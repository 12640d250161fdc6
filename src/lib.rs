#![forbid(unsafe_code)]

//! carbonledger: a satirical CO2e calculator for online purchases.
//!
//! The core exposes a deterministic estimator, a randomized commentary
//! generator, fixed equivalence conversions, and an append-only per-session
//! history. The interactive form layer lives elsewhere and consumes these
//! entry points directly.

pub mod commentary;
pub mod equivalence;
pub mod estimator;
pub mod factors;
pub mod guards;
pub mod history;
pub mod session;
pub mod types;

// Re-export the surface the form layer consumes.
pub use commentary::{comment, comment_with, Commentary, SeverityBand, SeverityThresholds};
pub use equivalence::{equivalents, format_kg, format_tonnes, EmissionEquivalents};
pub use estimator::{estimate, estimate_with_model};
pub use factors::{DistanceBand, EmissionModel};
pub use guards::{InputGuard, ValidationError};
pub use history::SessionHistory;
pub use session::{PurchaseOutcome, PurchaseSession};
pub use types::{Category, DeliverySpeed, EmissionEstimate, HistoryRecord, PurchaseInput};
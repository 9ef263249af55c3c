//! Freehand paint surfaces — the inpainting mask and the pose-sketch overlay.
//!
//! The accumulated point list is the authoritative state; the bitmap is a
//! derived view, fully recomputed whenever the point list or the surface
//! pixel size changes.  Points are stored *normalized* to the surface, so a
//! stroke replayed after a container resize lands on the same fractional
//! position rather than the same absolute pixel.
//!
//! Mask strokes paint translucent white; eraser segments subtract alpha
//! (destination-out).  Sketch strokes paint an opaque pen color and have no
//! eraser.

use image::RgbaImage;

/// Alpha of mask paint (translucent white, `rgba(255,255,255,0.7)`).
pub const MASK_ALPHA: f32 = 0.7;

pub const BRUSH_SIZE_MIN: f32 = 5.0;
pub const BRUSH_SIZE_MAX: f32 = 50.0;
pub const DEFAULT_BRUSH_SIZE: f32 = 30.0;

/// Pose pen palette (green default, then red / blue / yellow / white).
pub const PEN_COLORS: [[u8; 4]; 5] = [
    [0x22, 0xc5, 0x5e, 255],
    [0xef, 0x44, 0x44, 255],
    [0x3b, 0x82, 0xf6, 255],
    [0xea, 0xb3, 0x08, 255],
    [0xff, 0xff, 0xff, 255],
];

/// How a stroke segment is composited.
#[derive(Clone, Copy, Debug, PartialEq)]
pub enum StrokeStyle {
    /// Mask paint; `eraser` segments subtract instead of adding.
    Mask { eraser: bool },
    /// Sketch pen with an explicit color.
    Pen { color: [u8; 4] },
}

/// One recorded point.  `nx`/`ny` are fractions of the surface size;
/// `start` marks the beginning of a disconnected subpath so separate
/// strokes are never linked by an implicit segment.
#[derive(Clone, Copy, Debug)]
pub struct StrokePoint {
    pub nx: f32,
    pub ny: f32,
    pub brush_size: f32,
    pub start: bool,
    pub style: StrokeStyle,
}

#[derive(Clone, Default)]
pub struct PaintSurface {
    points: Vec<StrokePoint>,
}

impl PaintSurface {
    pub fn new() -> Self {
        Self::default()
    }

    pub fn is_empty(&self) -> bool {
        self.points.is_empty()
    }

    pub fn point_count(&self) -> usize {
        self.points.len()
    }

    pub fn clear(&mut self) {
        self.points.clear();
    }

    /// Record the first point of a new stroke.  `x`/`y` are pixels relative
    /// to the surface, `surface_w`/`surface_h` its current on-screen size.
    pub fn begin_stroke(
        &mut self,
        x: f32,
        y: f32,
        brush_size: f32,
        style: StrokeStyle,
        surface_w: f32,
        surface_h: f32,
    ) {
        self.push_point(x, y, brush_size, style, surface_w, surface_h, true);
    }

    /// Record a continuation point of the active stroke.
    pub fn extend_stroke(
        &mut self,
        x: f32,
        y: f32,
        brush_size: f32,
        style: StrokeStyle,
        surface_w: f32,
        surface_h: f32,
    ) {
        self.push_point(x, y, brush_size, style, surface_w, surface_h, false);
    }

    #[allow(clippy::too_many_arguments)]
    fn push_point(
        &mut self,
        x: f32,
        y: f32,
        brush_size: f32,
        style: StrokeStyle,
        surface_w: f32,
        surface_h: f32,
        start: bool,
    ) {
        if surface_w <= 0.0 || surface_h <= 0.0 {
            return;
        }
        self.points.push(StrokePoint {
            nx: x / surface_w,
            ny: y / surface_h,
            brush_size,
            start,
            style,
        });
    }

    /// Replay every recorded point into a fresh bitmap of the given size.
    ///
    /// Each segment begins a new path at a `start` flag; mask segments
    /// toggle between normal paint and subtractive erase based on their own
    /// style.
    pub fn render(&self, width: u32, height: u32) -> RgbaImage {
        let mut out = RgbaImage::new(width, height);
        if width == 0 || height == 0 {
            return out;
        }
        let w = width as f32;
        let h = height as f32;

        let mut prev: Option<(f32, f32)> = None;
        for point in &self.points {
            let px = point.nx * w;
            let py = point.ny * h;
            let radius = point.brush_size / 2.0;
            if point.start {
                stamp_segment(&mut out, (px, py), (px, py), radius, point.style);
            } else if let Some((ax, ay)) = prev {
                stamp_segment(&mut out, (ax, ay), (px, py), radius, point.style);
            }
            prev = Some((px, py));
        }
        out
    }
}

/// Draw one thick round-capped segment (a degenerate segment is a dot).
fn stamp_segment(
    out: &mut RgbaImage,
    a: (f32, f32),
    b: (f32, f32),
    radius: f32,
    style: StrokeStyle,
) {
    let r = radius.max(0.5);
    let (w, h) = out.dimensions();
    let min_x = ((a.0.min(b.0) - r).floor().max(0.0)) as u32;
    let min_y = ((a.1.min(b.1) - r).floor().max(0.0)) as u32;
    let max_x = ((a.0.max(b.0) + r).ceil() as i64).clamp(0, w as i64) as u32;
    let max_y = ((a.1.max(b.1) + r).ceil() as i64).clamp(0, h as i64) as u32;

    for y in min_y..max_y {
        for x in min_x..max_x {
            let d = dist_to_segment(x as f32 + 0.5, y as f32 + 0.5, a, b);
            // 1 px anti-aliased edge
            let cov = (r + 0.5 - d).clamp(0.0, 1.0);
            if cov <= 0.0 {
                continue;
            }
            let px = out.get_pixel_mut(x, y);
            match style {
                StrokeStyle::Mask { eraser: true } => {
                    // destination-out: remove alpha where the brush covers
                    px.0[3] = (px.0[3] as f32 * (1.0 - cov)).round() as u8;
                }
                StrokeStyle::Mask { eraser: false } => {
                    blend_over(px, [255, 255, 255, 255], cov * MASK_ALPHA);
                }
                StrokeStyle::Pen { color } => {
                    blend_over(px, color, cov * color[3] as f32 / 255.0);
                }
            }
        }
    }
}

/// Source-over blend of `color` at coverage `alpha` onto `dst`.
fn blend_over(dst: &mut image::Rgba<u8>, color: [u8; 4], alpha: f32) {
    let sa = alpha.clamp(0.0, 1.0);
    let da = dst.0[3] as f32 / 255.0;
    let out_a = sa + da * (1.0 - sa);
    if out_a <= 0.0 {
        dst.0 = [0, 0, 0, 0];
        return;
    }
    for c in 0..3 {
        let sc = color[c] as f32;
        let dc = dst.0[c] as f32;
        dst.0[c] = ((sc * sa + dc * da * (1.0 - sa)) / out_a).round() as u8;
    }
    dst.0[3] = (out_a * 255.0).round() as u8;
}

fn dist_to_segment(px: f32, py: f32, a: (f32, f32), b: (f32, f32)) -> f32 {
    let (ax, ay) = a;
    let (bx, by) = b;
    let abx = bx - ax;
    let aby = by - ay;
    let len_sq = abx * abx + aby * aby;
    if len_sq <= f32::EPSILON {
        return ((px - ax).powi(2) + (py - ay).powi(2)).sqrt();
    }
    let t = (((px - ax) * abx + (py - ay) * aby) / len_sq).clamp(0.0, 1.0);
    let cx = ax + t * abx;
    let cy = ay + t * aby;
    ((px - cx).powi(2) + (py - cy).powi(2)).sqrt()
}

● **Task brief**: Could you restate, word for word, every line from the one containing "let sc = color[c] as f32;" through the last line of the records above, and nothing more?

● **Expected output**:
        let sc = color[c] as f32;
        let dc = dst.0[c] as f32;
        dst.0[c] = ((sc * sa + dc * da * (1.0 - sa)) / out_a).round() as u8;
    }
    dst.0[3] = (out_a * 255.0).round() as u8;
}

fn dist_to_segment(px: f32, py: f32, a: (f32, f32), b: (f32, f32)) -> f32 {
    let (ax, ay) = a;
    let (bx, by) = b;
    let abx = bx - ax;
    let aby = by - ay;
    let len_sq = abx * abx + aby * aby;
    if len_sq <= f32::EPSILON {
        return ((px - ax).powi(2) + (py - ay).powi(2)).sqrt();
    }
    let t = (((px - ax) * abx + (py - ay) * aby) / len_sq).clamp(0.0, 1.0);
    let cx = ax + t * abx;
    let cy = ay + t * aby;
    ((px - cx).powi(2) + (py - cy).powi(2)).sqrt()
}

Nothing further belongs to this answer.